City Council voted Thursday to approve the proposal that will transform the San Antonio Convention and Visitors Bureau (CVB) from a city agency to a public/private nonprofit.  Mayor Ivy Taylor and several council members agreed that as an independent agency, the organization would have greater flexibility with its marketing dollars.

There's no question that the city's combined convention and tourism industries are a powerful economic generator, but some council members were concerned about the organization's transparency, accountability and return on investment. In a separate matter affecting economic development, the Council unanimously approved a one-year, $590,000 service agreement with the San Antonio Economic Development Foundation (SAEDF).

The Council's 8-3 vote sets into motion the creation of a corporation and a non-profit status application with the Internal Revenue Service. This means the CVB must provide the Council with draft governance documents earlier than expected, as council members must approve how the bureau's new board of directors will be composed and govern. Looking at governance details early in the process was part of Councilman Roberto Treviño (D1) motion to have the process start.

Mayor Taylor appointed a task force in May 2015 to transform the CVB. In December, the task force recommended the nonprofit transition, stating that most major U.S. cities work with some type of private convention and visitors organization.

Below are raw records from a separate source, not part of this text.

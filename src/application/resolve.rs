use crate::application::arbiter::Arbiter;
use crate::application::presenter::Presenter;
use crate::domain::entities::recommendation::Recommendation;
use crate::domain::ports::candidate_store::CandidateStore;
use crate::domain::ports::embedding_port::{EmbeddingProvider, InputType};
use crate::domain::values::query::Query;
use crate::domain::values::resolution::Resolution;
use std::sync::Arc;
use tracing::Instrument;

/// Query resolution: embed, retrieve, arbitrate, present.
///
/// Only an empty query, an embedding failure or a failed/empty retrieval end
/// the flow early. Arbitration and presentation degrade internally and always
/// produce a recommendation.
pub struct ResolveUseCase {
    embedder: Arc<dyn EmbeddingProvider>,
    store: Arc<dyn CandidateStore>,
    arbiter: Arbiter,
    presenter: Presenter,
    top_k: usize,
}

impl ResolveUseCase {
    pub fn new(
        embedder: Arc<dyn EmbeddingProvider>,
        store: Arc<dyn CandidateStore>,
        arbiter: Arbiter,
        presenter: Presenter,
        top_k: usize,
    ) -> Self {
        Self {
            embedder,
            store,
            arbiter,
            presenter,
            top_k,
        }
    }

    pub async fn execute(&self, text: &str) -> Resolution {
        let query = match Query::parse(text) {
            Ok(q) => q,
            Err(_) => {
                tracing::info!("rejected empty query");
                return Resolution::EmptyQuery;
            }
        };

        let span = tracing::info_span!("resolve", query = %query.preview());
        self.run(query).instrument(span).await
    }

    async fn run(&self, query: Query) -> Resolution {
        let vector = match self
            .embedder
            .embed_one(query.as_str(), InputType::Query)
            .instrument(tracing::info_span!("stage", name = "embedding"))
            .await
        {
            Ok(v) => v,
            Err(e) => {
                tracing::error!(stage = "embedding", error = %e, "could not embed query");
                return Resolution::EmbeddingFailed;
            }
        };

        // The store is synchronous and scans every row.
        let store = self.store.clone();
        let top_k = self.top_k;
        let candidates = match tokio::task::spawn_blocking(move || store.nearest(&vector, top_k)).await {
            Ok(Ok(c)) => c,
            Ok(Err(e)) => {
                tracing::error!(stage = "retrieving", error = %e, "candidate retrieval failed");
                return Resolution::RetrievalFailed;
            }
            Err(e) => {
                tracing::error!(stage = "retrieving", error = %e, "retrieval task failed");
                return Resolution::RetrievalFailed;
            }
        };
        tracing::info!(stage = "retrieving", found = candidates.len(), "vector search complete");
        if candidates.is_empty() {
            return Resolution::NoMatch;
        }

        let choice = match self
            .arbiter
            .choose(&query, &candidates)
            .instrument(tracing::info_span!("stage", name = "arbitrating"))
            .await
        {
            Ok(c) => c,
            Err(_) => return Resolution::NoMatch,
        };

        // The arbiter only returns names from the candidate set.
        let description = candidates
            .iter()
            .find(|c| c.name == choice.name)
            .map(|c| c.description.clone())
            .unwrap_or_default();

        let image_url = self
            .presenter
            .attach_asset(&choice.name)
            .instrument(tracing::info_span!("stage", name = "presenting"))
            .await;

        Resolution::Recommended(Recommendation {
            name: choice.name,
            description,
            explanation: choice.explanation,
            image_url,
        })
    }
}
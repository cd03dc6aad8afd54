use crate::domain::error::DomainError;
use crate::domain::ports::language_model::LanguageModel;
use crate::infrastructure::http::error_for_status;
use reqwest::Client;
use serde::{Deserialize, Serialize};

/// Google Generative Language `generateContent` client.
pub struct GeminiModel {
    client: Client,
    api_key: String,
    model: String,
    base_url: String,
}

#[derive(Serialize)]
struct GenerateRequest<'a> {
    contents: [RequestContent<'a>; 1],
}

#[derive(Serialize)]
struct RequestContent<'a> {
    role: &'static str,
    parts: [RequestPart<'a>; 1],
}

#[derive(Serialize)]
struct RequestPart<'a> {
    text: &'a str,
}

#[derive(Deserialize)]
struct GenerateResponse {
    #[serde(default)]
    candidates: Vec<ResponseCandidate>,
}

#[derive(Deserialize)]
struct ResponseCandidate {
    content: Option<ResponseContent>,
}

#[derive(Deserialize)]
struct ResponseContent {
    #[serde(default)]
    parts: Vec<ResponsePart>,
}

#[derive(Deserialize)]
struct ResponsePart {
    text: Option<String>,
}

impl GenerateResponse {
    /// Concatenated text of the first candidate, if it has any.
    fn into_text(self) -> Option<String> {
        let parts = self.candidates.into_iter().next()?.content?.parts;
        let text: String = parts.into_iter().filter_map(|p| p.text).collect();
        if text.trim().is_empty() {
            None
        } else {
            Some(text)
        }
    }
}

impl GeminiModel {
    pub fn new(client: Client, api_key: String, model: Option<String>, base_url: Option<String>) -> Self {
        Self {
            client,
            api_key,
            model: model.unwrap_or_else(|| "gemini-2.0-flash".to_string()),
            base_url: base_url.unwrap_or_else(|| "https://generativelanguage.googleapis.com".to_string()),
        }
    }
}

#[async_trait::async_trait]
impl LanguageModel for GeminiModel {
    fn name(&self) -> &str {
        &self.model
    }

    async fn generate(&self, prompt: &str) -> Result<Option<String>, DomainError> {
        let url = format!(
            "{}/v1beta/models/{}:generateContent",
            self.base_url.trim_end_matches('/'),
            self.model
        );
        let resp = self
            .client
            .post(&url)
            .header("x-goog-api-key", &self.api_key)
            .json(&GenerateRequest {
                contents: [RequestContent {
                    role: "user",
                    parts: [RequestPart { text: prompt }],
                }],
            })
            .send()
            .await
            .map_err(|e| DomainError::Completion(format!("Gemini API error: {e}")))?;

        let resp = error_for_status(resp, "Gemini").await.map_err(DomainError::Completion)?;
        let result: GenerateResponse = resp
            .json()
            .await
            .map_err(|e| DomainError::Parse(format!("Parse error: {e}")))?;

        let text = result.into_text();
        match &text {
            Some(t) => tracing::debug!(response = %t, "model response received"),
            None => tracing::warn!(model = %self.model, "model returned no usable text"),
        }
        Ok(text)
    }
}
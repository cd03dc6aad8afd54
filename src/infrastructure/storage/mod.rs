pub mod local;
pub mod signing;
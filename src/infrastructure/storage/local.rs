use crate::domain::error::DomainError;
use crate::domain::ports::asset_store::AssetStore;
use crate::infrastructure::storage::signing::{SignatureError, UrlSigner};
use async_trait::async_trait;
use chrono::Utc;
use reqwest::Url;
use std::path::{Component, Path, PathBuf};
use std::time::Duration;

/// Directory-backed asset store whose signed URLs point at the web front
/// end's `/assets` route.
#[derive(Debug, Clone)]
pub struct LocalAssetStore {
    root: PathBuf,
    public_url: Url,
    signer: UrlSigner,
}

impl LocalAssetStore {
    pub fn new(root: impl Into<PathBuf>, public_url: &str, signer: UrlSigner) -> Result<Self, DomainError> {
        let public_url = Url::parse(public_url)
            .map_err(|e| DomainError::Config(format!("invalid public URL {public_url}: {e}")))?;
        if public_url.cannot_be_a_base() {
            return Err(DomainError::Config(format!("public URL {public_url} cannot be a base")));
        }
        Ok(Self {
            root: root.into(),
            public_url,
            signer,
        })
    }

    /// Maps an object key to a path under the root, rejecting traversal.
    pub fn path_for(&self, key: &str) -> Result<PathBuf, DomainError> {
        let relative = Path::new(key);
        let safe = !key.is_empty()
            && relative
                .components()
                .all(|c| matches!(c, Component::Normal(_)));
        if !safe {
            return Err(DomainError::InvalidInput(format!("invalid asset key: {key}")));
        }
        Ok(self.root.join(relative))
    }

    pub fn verify(&self, key: &str, expires: i64, signature: &str) -> Result<(), SignatureError> {
        self.signer.verify(key, expires, signature, Utc::now().timestamp())
    }

    pub async fn read(&self, key: &str) -> Result<Vec<u8>, DomainError> {
        let path = self.path_for(key)?;
        match tokio::fs::read(&path).await {
            Ok(bytes) => Ok(bytes),
            Err(e) if e.kind() == std::io::ErrorKind::NotFound => Err(DomainError::NotFound(key.to_string())),
            Err(e) => Err(DomainError::Storage(format!("failed to read {key}: {e}"))),
        }
    }

    fn url_for(&self, key: &str, expires: i64) -> Result<String, DomainError> {
        let mut url = self.public_url.clone();
        {
            let mut segments = url
                .path_segments_mut()
                .map_err(|_| DomainError::Config("public URL cannot be a base".into()))?;
            segments.pop_if_empty().push("assets");
            for part in key.split('/') {
                segments.push(part);
            }
        }
        url.query_pairs_mut()
            .append_pair("expires", &expires.to_string())
            .append_pair("signature", &self.signer.sign(key, expires));
        Ok(url.to_string())
    }
}

#[async_trait]
impl AssetStore for LocalAssetStore {
    async fn exists(&self, key: &str) -> Result<bool, DomainError> {
        let path = self.path_for(key)?;
        Ok(tokio::fs::try_exists(&path).await?)
    }

    async fn signed_url(&self, key: &str, ttl: Duration) -> Result<String, DomainError> {
        self.path_for(key)?;
        let expires = i64::try_from(ttl.as_secs())
            .ok()
            .and_then(|secs| Utc::now().timestamp().checked_add(secs))
            .ok_or_else(|| DomainError::Storage(format!("URL lifetime of {}s is out of range", ttl.as_secs())))?;
        self.url_for(key, expires)
    }
}
use crate::domain::error::DomainError;
use async_trait::async_trait;

/// Free-text generation backend used by the arbiter.
#[async_trait]
pub trait LanguageModel: Send + Sync {
    /// Name of the backing model, for logging.
    fn name(&self) -> &str;

    /// Generates a completion for `prompt`.
    ///
    /// `Ok(None)` means the call succeeded but produced no usable text
    /// (no candidates, blocked output, empty parts).
    async fn generate(&self, prompt: &str) -> Result<Option<String>, DomainError>;
}
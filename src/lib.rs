pub mod application;
pub mod cli;
pub mod config;
pub mod domain;
pub mod infrastructure;
pub mod web;

use crate::application::arbiter::Arbiter;
use crate::application::ingest::{IngestReport, IngestUseCase};
use crate::application::presenter::Presenter;
use crate::application::resolve::ResolveUseCase;
use crate::config::{EmbeddingBackend, ModelBackend, Settings};
use crate::domain::error::DomainError;
use crate::domain::ports::asset_store::AssetStore;
use crate::domain::ports::candidate_store::CandidateStore;
use crate::domain::ports::embedding_port::EmbeddingProvider;
use crate::domain::ports::language_model::LanguageModel;
use crate::domain::values::resolution::Resolution;
use crate::infrastructure::embeddings::gemini::GeminiProvider;
use crate::infrastructure::embeddings::hashing::HashingProvider;
use crate::infrastructure::embeddings::openai::OpenAiProvider;
use crate::infrastructure::http::build_client;
use crate::infrastructure::llm::gemini::GeminiModel;
use crate::infrastructure::llm::noop::NoopModel;
use crate::infrastructure::llm::openai::OpenAiChatModel;
use crate::infrastructure::sqlite::candidate_store::SqliteCandidateStore;
use crate::infrastructure::sqlite::migrations::run_migrations;
use crate::infrastructure::storage::local::LocalAssetStore;
use crate::infrastructure::storage::signing::UrlSigner;
use rusqlite::Connection;
use sha2::{Digest, Sha256};
use std::sync::Arc;

pub struct PokeFinder {
    resolve_uc: ResolveUseCase,
    ingest_uc: IngestUseCase,
    store: Arc<dyn CandidateStore>,
}

impl PokeFinder {
    /// Builds every provider from `settings`. Asset storage is passed in so
    /// the web front end can share it for serving signed URLs.
    pub fn new(settings: &Settings, assets: Arc<dyn AssetStore>) -> Result<Self, DomainError> {
        settings.validate()?;
        let client = build_client(settings.timeout())?;
        let key = settings.api_key.clone();
        let base_url = settings.base_url.clone();

        let embedder: Arc<dyn EmbeddingProvider> = match settings.embedding_provider {
            EmbeddingBackend::Gemini => Arc::new(GeminiProvider::new(
                client.clone(),
                key.clone(),
                settings.embedding_model.clone(),
                base_url.clone(),
                settings.embedding_dim,
            )),
            EmbeddingBackend::OpenAi => Arc::new(OpenAiProvider::new(
                client.clone(),
                key.clone(),
                settings.embedding_model.clone(),
                base_url.clone(),
                settings.embedding_dim,
            )),
            EmbeddingBackend::Hashing => Arc::new(HashingProvider::new(settings.embedding_dim)),
        };

        let model: Arc<dyn LanguageModel> = match settings.llm_provider {
            ModelBackend::Gemini => Arc::new(GeminiModel::new(client, key, settings.llm_model.clone(), base_url)),
            ModelBackend::OpenAi => Arc::new(OpenAiChatModel::new(client, key, settings.llm_model.clone(), base_url)),
            ModelBackend::None => Arc::new(NoopModel),
        };

        if key_required(settings) && settings.api_key.is_empty() {
            tracing::warn!("no API key configured; provider calls will likely be rejected");
        }

        Self::with_providers(settings, embedder, model, assets)
    }

    pub fn with_providers(
        settings: &Settings,
        embedder: Arc<dyn EmbeddingProvider>,
        model: Arc<dyn LanguageModel>,
        assets: Arc<dyn AssetStore>,
    ) -> Result<Self, DomainError> {
        settings.validate()?;
        if embedder.dimension() == 0 {
            return Err(DomainError::Config("embedding provider reports dimension 0".into()));
        }
        let conn = Connection::open(&settings.db).map_err(|e| DomainError::Database(format!("DB error: {e}")))?;
        conn.pragma_update(None, "journal_mode", "WAL")
            .map_err(|e| DomainError::Database(format!("WAL error: {e}")))?;
        run_migrations(&conn)?;

        let store: Arc<dyn CandidateStore> = Arc::new(SqliteCandidateStore::new(conn));

        let provider_dim = embedder.dimension();
        if let Ok(Some(stored_dim)) = store.stored_dimension() {
            if stored_dim != provider_dim {
                tracing::warn!(
                    stored_dim,
                    provider_dim,
                    "stored vectors do not match the embedding dimension; re-run ingestion"
                );
            }
        }

        Ok(Self {
            resolve_uc: ResolveUseCase::new(
                embedder.clone(),
                store.clone(),
                Arbiter::new(model),
                Presenter::new(assets, settings.url_ttl()),
                settings.top_k,
            ),
            ingest_uc: IngestUseCase::new(embedder, store.clone(), settings.ingest_concurrency),
            store,
        })
    }

    pub async fn recommend(&self, query: &str) -> Resolution {
        self.resolve_uc.execute(query).await
    }

    pub async fn ingest(&self, pattern: &str) -> Result<IngestReport, DomainError> {
        self.ingest_uc.execute(pattern).await
    }

    pub fn candidate_count(&self) -> Result<usize, DomainError> {
        self.store.count()
    }
}

/// Asset store rooted at the configured directory.
///
/// Without a configured secret, one is derived from the process and clock, so
/// signed URLs stop verifying after a restart.
pub fn build_asset_store(settings: &Settings) -> Result<LocalAssetStore, DomainError> {
    let secret = match &settings.signing_secret {
        Some(s) if !s.is_empty() => s.as_bytes().to_vec(),
        _ => {
            tracing::warn!("no signing secret configured; using a per-process secret");
            let seed = format!(
                "{}:{}:{}",
                std::process::id(),
                chrono::Utc::now().timestamp_nanos_opt().unwrap_or_default(),
                settings.db
            );
            Sha256::digest(seed.as_bytes()).to_vec()
        }
    };
    LocalAssetStore::new(&settings.asset_dir, &settings.public_url, UrlSigner::new(secret))
}

fn key_required(settings: &Settings) -> bool {
    settings.embedding_provider != EmbeddingBackend::Hashing || settings.llm_provider != ModelBackend::None
}
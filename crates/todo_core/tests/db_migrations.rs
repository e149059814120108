use rusqlite::Connection;
use todo_core::db::migrations::latest_version;
use todo_core::db::{open_db, open_db_in_memory, DbError};
use todo_core::{KvStore, SqliteKvStore};

#[test]
fn open_db_in_memory_creates_kv_table() {
    let conn = open_db_in_memory().unwrap();

    assert_eq!(schema_version(&conn), latest_version());
    assert_table_exists(&conn, "kv_entries");
}

#[test]
fn reopening_file_keeps_schema_and_values() {
    let dir = tempfile::tempdir().unwrap();
    let path = dir.path().join("todo.sqlite3");

    {
        let conn = open_db(&path).unwrap();
        SqliteKvStore::try_new(&conn)
            .unwrap()
            .set("todos", "[]")
            .unwrap();
    }

    let conn = open_db(&path).unwrap();
    assert_eq!(schema_version(&conn), latest_version());
    let kv = SqliteKvStore::try_new(&conn).unwrap();
    assert_eq!(kv.get("todos").unwrap().as_deref(), Some("[]"));
}

#[test]
fn opening_database_with_newer_schema_version_returns_error() {
    let dir = tempfile::tempdir().unwrap();
    let path = dir.path().join("future.sqlite3");

    let conn = Connection::open(&path).unwrap();
    conn.execute_batch("PRAGMA user_version = 999;").unwrap();
    drop(conn);

    let err = open_db(&path).unwrap_err();
    assert!(err.needs_newer_build());
    match err {
        DbError::SchemaTooNew { found, supported } => {
            assert_eq!(found, 999);
            assert_eq!(supported, latest_version());
        }
        other => panic!("unexpected error: {other}"),
    }
}

fn schema_version(conn: &Connection) -> u32 {
    conn.query_row("PRAGMA user_version;", [], |row| row.get(0))
        .unwrap()
}

fn assert_table_exists(conn: &Connection, table_name: &str) {
    let exists: i64 = conn
        .query_row(
            "SELECT EXISTS(
                SELECT 1
                FROM sqlite_master
                WHERE type = 'table' AND name = ?1
            );",
            [table_name],
            |row| row.get(0),
        )
        .unwrap();
    assert_eq!(exists, 1, "table {table_name} does not exist");
}
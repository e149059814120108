//! Pure derivation of display lists and counters from the task collection.
//!
//! # Responsibility
//! - Select tasks matching a filter and order them newest-modified first.
//! - Count total/completed/pending tasks.
//!
//! # Invariants
//! - Never mutates its input.
//! - Ordering is stable: tasks with equal stamps keep storage order.
//! - `completed + pending == total`.

use crate::model::task::Task;
use serde::{Deserialize, Serialize};
use std::error::Error;
use std::fmt::{Display, Formatter};
use std::str::FromStr;

/// Named predicate selecting which tasks are displayed.
#[derive(Debug, Clone, Copy, Default, PartialEq, Eq, Hash, Serialize, Deserialize)]
#[serde(rename_all = "lowercase")]
pub enum TaskFilter {
    #[default]
    All,
    Pending,
    Completed,
}

impl TaskFilter {
    pub const ALL: [TaskFilter; 3] = [Self::All, Self::Pending, Self::Completed];

    pub fn as_str(self) -> &'static str {
        match self {
            Self::All => "all",
            Self::Pending => "pending",
            Self::Completed => "completed",
        }
    }

    pub fn matches(self, task: &Task) -> bool {
        match self {
            Self::All => true,
            Self::Pending => !task.completed,
            Self::Completed => task.completed,
        }
    }

    /// Notice shown when nothing matches this filter.
    pub fn empty_state(self) -> EmptyState {
        match self {
            Self::All => EmptyState {
                title: "No tasks yet",
                hint: "Add a task above to get started!",
            },
            Self::Pending => EmptyState {
                title: "No pending tasks",
                hint: "Great job! You've completed all tasks.",
            },
            Self::Completed => EmptyState {
                title: "No completed tasks",
                hint: "Complete some tasks to see them here.",
            },
        }
    }
}

impl Display for TaskFilter {
    fn fmt(&self, f: &mut Formatter<'_>) -> std::fmt::Result {
        f.write_str(self.as_str())
    }
}

/// Error for unknown filter names.
#[derive(Debug, Clone, PartialEq, Eq)]
pub struct UnknownFilter(pub String);

impl Display for UnknownFilter {
    fn fmt(&self, f: &mut Formatter<'_>) -> std::fmt::Result {
        write!(
            f,
            "unknown filter `{}`; expected all|pending|completed",
            self.0
        )
    }
}

impl Error for UnknownFilter {}

impl FromStr for TaskFilter {
    type Err = UnknownFilter;

    fn from_str(value: &str) -> Result<Self, Self::Err> {
        match value.trim().to_ascii_lowercase().as_str() {
            "all" => Ok(Self::All),
            "pending" => Ok(Self::Pending),
            "completed" => Ok(Self::Completed),
            other => Err(UnknownFilter(other.to_string())),
        }
    }
}

/// Empty-list notice for one filter.
#[derive(Debug, Clone, Copy, PartialEq, Eq)]
pub struct EmptyState {
    pub title: &'static str,
    pub hint: &'static str,
}

/// Render model for one filter.
#[derive(Debug, Clone, PartialEq, Eq)]
pub struct Projection {
    pub filter: TaskFilter,
    /// Matching tasks sorted by `effective_modified_ms` descending.
    pub items: Vec<Task>,
    pub is_empty: bool,
}

impl Projection {
    /// Returns the notice to show instead of the list, if it is empty.
    pub fn empty_state(&self) -> Option<EmptyState> {
        self.is_empty.then(|| self.filter.empty_state())
    }
}

/// Aggregate counters over the whole collection.
#[derive(Debug, Clone, Copy, Default, PartialEq, Eq, Serialize)]
pub struct TaskStats {
    pub total: usize,
    pub completed: usize,
    pub pending: usize,
}

/// Projects `tasks` through `filter` into a display-ordered list.
pub fn project(tasks: &[Task], filter: TaskFilter) -> Projection {
    let mut items = tasks
        .iter()
        .filter(|task| filter.matches(task))
        .cloned()
        .collect::<Vec<_>>();
    // `sort_by_key` is stable, which keeps storage order on ties.
    items.sort_by_key(|task| std::cmp::Reverse(task.effective_modified_ms()));

    Projection {
        filter,
        is_empty: items.is_empty(),
        items,
    }
}

/// Counts tasks by completion state.
pub fn stats(tasks: &[Task]) -> TaskStats {
    let total = tasks.len();
    let completed = tasks.iter().filter(|task| task.completed).count();
    TaskStats {
        total,
        completed,
        pending: total - completed,
    }
}

#[cfg(test)]
mod tests {
    use super::{project, stats, TaskFilter, TaskStats};
    use crate::model::task::Task;

    fn task(id: i64, completed: bool, last_modified: Option<i64>) -> Task {
        Task {
            id,
            text: format!("task {id}"),
            completed,
            created_at: "2024-05-01T09:30:00.000Z".to_string(),
            last_modified,
        }
    }

    fn ids(tasks: &[Task]) -> Vec<i64> {
        tasks.iter().map(|task| task.id).collect()
    }

    #[test]
    fn filter_names_parse_case_insensitively() {
        assert_eq!("Pending".parse::<TaskFilter>().unwrap(), TaskFilter::Pending);
        assert_eq!(" all ".parse::<TaskFilter>().unwrap(), TaskFilter::All);
        let err = "done".parse::<TaskFilter>().unwrap_err();
        assert!(err.to_string().contains("done"));
        for filter in TaskFilter::ALL {
            assert_eq!(filter.as_str().parse::<TaskFilter>().unwrap(), filter);
        }
    }

    #[test]
    fn sorts_newest_first_and_keeps_storage_order_on_ties() {
        let tasks = vec![
            task(1, false, Some(100)),
            task(2, false, Some(300)),
            task(3, false, Some(100)),
            task(4, false, Some(200)),
        ];
        let projection = project(&tasks, TaskFilter::All);
        assert_eq!(ids(&projection.items), vec![2, 4, 1, 3]);
        assert!(!projection.is_empty);
        assert_eq!(projection.empty_state(), None);
    }

    #[test]
    fn unnormalized_tasks_sort_by_created_at() {
        let created_ms = 1_714_555_800_000;
        let tasks = vec![
            task(1, false, Some(created_ms - 1)),
            task(2, false, None),
            task(3, false, Some(created_ms + 1)),
        ];
        let projection = project(&tasks, TaskFilter::All);
        assert_eq!(ids(&projection.items), vec![3, 2, 1]);
    }

    #[test]
    fn filters_select_by_completion_and_report_empty_state() {
        let tasks = vec![task(1, true, Some(1)), task(2, false, Some(2))];
        assert_eq!(ids(&project(&tasks, TaskFilter::Pending).items), vec![2]);
        assert_eq!(ids(&project(&tasks, TaskFilter::Completed).items), vec![1]);

        let only_pending = vec![task(5, false, Some(1))];
        let completed = project(&only_pending, TaskFilter::Completed);
        assert!(completed.is_empty);
        assert_eq!(
            completed.empty_state().unwrap().title,
            "No completed tasks"
        );
        assert_eq!(
            project(&[], TaskFilter::All).empty_state().unwrap().hint,
            "Add a task above to get started!"
        );
    }

    #[test]
    fn stats_are_consistent() {
        let tasks = vec![
            task(1, true, Some(1)),
            task(2, false, Some(2)),
            task(3, true, Some(3)),
        ];
        assert_eq!(
            stats(&tasks),
            TaskStats {
                total: 3,
                completed: 2,
                pending: 1
            }
        );
        assert_eq!(stats(&[]), TaskStats::default());
    }
}
//! Read-only view models derived from the task collection.
//!
//! # Responsibility
//! - Turn the stored collection into render-ready lists and counters.
//! - Stay free of storage and presentation concerns.

pub mod projection;
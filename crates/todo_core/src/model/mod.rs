//! Task domain model.
//!
//! # Responsibility
//! - Define the task record and the text rules applied on create/edit.
//!
//! # Invariants
//! - Every task is identified by a `TaskId` unique within its collection.
//! - Insertion order of the collection is storage order, not display order.

pub mod task;
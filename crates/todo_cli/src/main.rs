//! CLI smoke entry point.
//!
//! # Responsibility
//! - Verify `todo_core` linkage against a real database file.
//! - Open the store (which normalizes it), print counters and one projection.
//! - Keep output deterministic for quick local sanity checks.
//!
//! Usage: `todo_cli [DB_PATH] [all|pending|completed]`

use std::process::ExitCode;
use todo_core::db::open_db;
use todo_core::{
    init_logging_for, SqliteKvStore, StoreConfig, SystemClock, TaskFilter, TaskStore,
};

fn main() -> ExitCode {
    println!("todo_core ping={}", todo_core::ping());
    println!("todo_core version={}", todo_core::core_version());

    match run(std::env::args().skip(1).collect()) {
        Ok(()) => ExitCode::SUCCESS,
        Err(err) => {
            eprintln!("error: {err}");
            ExitCode::FAILURE
        }
    }
}

fn run(args: Vec<String>) -> Result<(), Box<dyn std::error::Error>> {
    let mut args = args.into_iter();
    let mut config = StoreConfig::default();
    if let Some(db_path) = args.next() {
        config = config.with_db_path(db_path);
    }
    let filter = match args.next() {
        Some(name) => name.parse::<TaskFilter>()?,
        None => TaskFilter::default(),
    };
    config.validate()?;
    init_logging_for(&config)?;

    let conn = open_db(&config.db_path)?;
    let kv = SqliteKvStore::try_new(&conn)?;
    let store = TaskStore::open_with_key(kv, SystemClock, &config.storage_key)?;
    log::info!("event=cli_probe module=cli status=ok filter={filter}");

    let stats = store.stats();
    println!(
        "tasks total={} completed={} pending={}",
        stats.total, stats.completed, stats.pending
    );

    let projection = store.project(filter);
    if let Some(empty) = projection.empty_state() {
        println!("[{filter}] {} - {}", empty.title, empty.hint);
        return Ok(());
    }
    for task in &projection.items {
        let mark = if task.completed { 'x' } else { ' ' };
        println!("[{mark}] {} {}", task.id, task.text);
    }
    Ok(())
}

CVB Executive Director Casandra Matej told the Council that other major Texas cities like Austin, Dallas and Houston are spending more money and increasing their share of the state's tourism market. If San Antonio's marketing budget remains the same, the city will eventually lose its regional dominance in business travel.

CVB Executive Director Cassandra Matej speaks with an official before City Council resumes session. Photo by Lea Thompson.

CVB Executive Director Cassandra Matej speaks with an official before City Council resumes session. Photo by Lea Thompson.

"We want to be able to enhance our market share," Matej said, adding that the bureau's current structure hinders the City's competitiveness and speed to market.

SeaWorld San Antonio President and task force Chairman Dan Decker said the bureau has done the best it can with present resources.

"(The bureau will) continue to spread its dollars as best as possible," Decker said, adding that the likelihood of the CVB increasing its number of corporate sponsors would be higher if the organization became a  private/public nonprofit.

Several business leaders took to the podium to voice support for the bureau's transition to a nonprofit.

"We believe this opportunity will help us to raise more dollars from the private sector, add to the dollars raised from (hotel occupancy) taxes, and take us to another level," said Richard Perez, president/CEO of the Greater San Antonio Chamber of Commerce.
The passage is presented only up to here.